(DATA UNDER STUDY begins)

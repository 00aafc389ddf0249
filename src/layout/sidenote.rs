//! Sidenote layout resolver.
//!
//! Each rail note is aligned with the text line its reference sits on and
//! pushed down past every note already placed above it. Nothing happens
//! when the rail is hidden; notes then render inline.

use serde::{Deserialize, Serialize};

/// Visibility probe of the rail's first child.
#[derive(Debug, Clone, Copy, Default, PartialEq, Serialize, Deserialize)]
pub struct RailProbe {
    pub displayed: bool,
    pub width: f64,
}

impl RailProbe {
    pub const HIDDEN: Self = Self {
        displayed: false,
        width: 0.0,
    };

    #[inline]
    pub fn is_visible(&self) -> bool {
        self.displayed && self.width > 0.0
    }
}

/// Measurements for one in-text reference and the note it points at.
///
/// Offsets are in pixels; `block_top` is relative to the content block.
#[derive(Debug, Clone, PartialEq, Serialize, Deserialize)]
pub struct ReferenceMetrics {
    pub note_id: String,
    /// Reference top, relative to its containing block.
    pub offset_in_block: f64,
    /// Containing block top, relative to the content block.
    pub block_top: f64,
    pub block_line_height: f64,
    pub note_height: f64,
    pub note_line_height: f64,
}

impl ReferenceMetrics {
    /// Line of the containing block the reference sits on.
    ///
    /// Rounded rather than floored: the raised reference glyph must not move
    /// it onto the previous line.
    pub fn line_index(&self) -> f64 {
        if !(self.block_line_height.is_finite() && self.block_line_height > 0.0) {
            return 0.0;
        }
        (self.offset_in_block / self.block_line_height).round().max(0.0)
    }

    pub fn ideal_top(&self) -> f64 {
        self.block_top + self.line_index() * self.block_line_height.max(0.0)
    }
}

#[derive(Debug, Clone, Default, PartialEq, Serialize, Deserialize)]
pub struct SidenoteMeasurements {
    pub rail: RailProbe,
    /// In document order.
    pub references: Vec<ReferenceMetrics>,
}

#[derive(Debug, Clone, PartialEq, Serialize)]
pub struct SidenotePlacement {
    pub note_id: String,
    pub ideal_top: f64,
    pub resolved_top: f64,
    pub height: f64,
}

impl SidenotePlacement {
    #[inline]
    pub fn bottom(&self) -> f64 {
        self.resolved_top + self.height
    }

    #[inline]
    pub fn was_pushed(&self) -> bool {
        self.resolved_top > self.ideal_top
    }
}

/// Place every rail note.
///
/// `gap_ratio` scales each note's own line-height into the minimum gap
/// above it. Each note is checked against all earlier placements in order,
/// so a push caused by one note is re-checked against the ones after it.
pub fn resolve_sidenotes(measurements: &SidenoteMeasurements, gap_ratio: f64) -> Vec<SidenotePlacement> {
    if !measurements.rail.is_visible() {
        return Vec::new();
    }

    let mut placed: Vec<SidenotePlacement> = Vec::with_capacity(measurements.references.len());
    for reference in &measurements.references {
        let ideal_top = reference.ideal_top();
        let gap = reference.note_line_height.max(0.0) * gap_ratio;

        let mut top = ideal_top;
        for earlier in &placed {
            let floor = earlier.bottom() + gap;
            if top < floor {
                top = floor;
            }
        }

        if top > ideal_top {
            crate::debug!("sidenote"; "{} pushed down {:.1}px", reference.note_id, top - ideal_top);
        }
        placed.push(SidenotePlacement {
            note_id: reference.note_id.clone(),
            ideal_top,
            resolved_top: top,
            height: reference.note_height.max(0.0),
        });
    }
    placed
}
//! Quire - navigation and content composition for fragment-based sites.
//!
//! A site shell loads pre-rendered HTML fragments into a single content
//! container. Each navigation resolves a route, fetches the fragment, enhances
//! its headings, builds a table of contents, lays out margin notes and picks
//! header text that fits the viewport.
//!
//! # Module Structure
//!
//! ```text
//! quire/
//! ├── core/       # Canonical paths, slugs, id registry
//! ├── router/     # Route table and parametric content rule
//! ├── fragment/   # Fragment snapshot, heading enhancer, TOC, metadata
//! ├── layout/     # Sidenote and responsive label resolvers, debouncer
//! ├── nav/        # Session, loader, history, selection lock, host seam
//! ├── shell/      # Native in-memory host (CLI + tests)
//! ├── web/        # Browser host (wasm32 only)
//! ├── config/     # quire.toml
//! └── logger      # log!/debug! macros
//! ```

#![forbid(unsafe_code)]

pub mod logger;

pub mod config;
pub mod core;
pub mod fragment;
pub mod layout;
pub mod nav;
pub mod router;
pub mod utils;

#[cfg(not(target_arch = "wasm32"))]
pub mod shell;

#[cfg(target_arch = "wasm32")]
mod web;

#[cfg(target_arch = "wasm32")]
pub use web::QuireApp;

pub use config::SiteConfig;
pub use core::{CanonicalPath, IdRegistry, normalize, slugify};
pub use nav::{HistoryMode, Host, NavOutcome, NavigationState, Session, load_route};
pub use router::{RouteDescriptor, RouteTable};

(DATA UNDER STUDY ends)

*PROBLEM*:
Counting only lines that hold "relative", report how many there are in the records above, as a bare number.

*RESPONSE BOX*:
3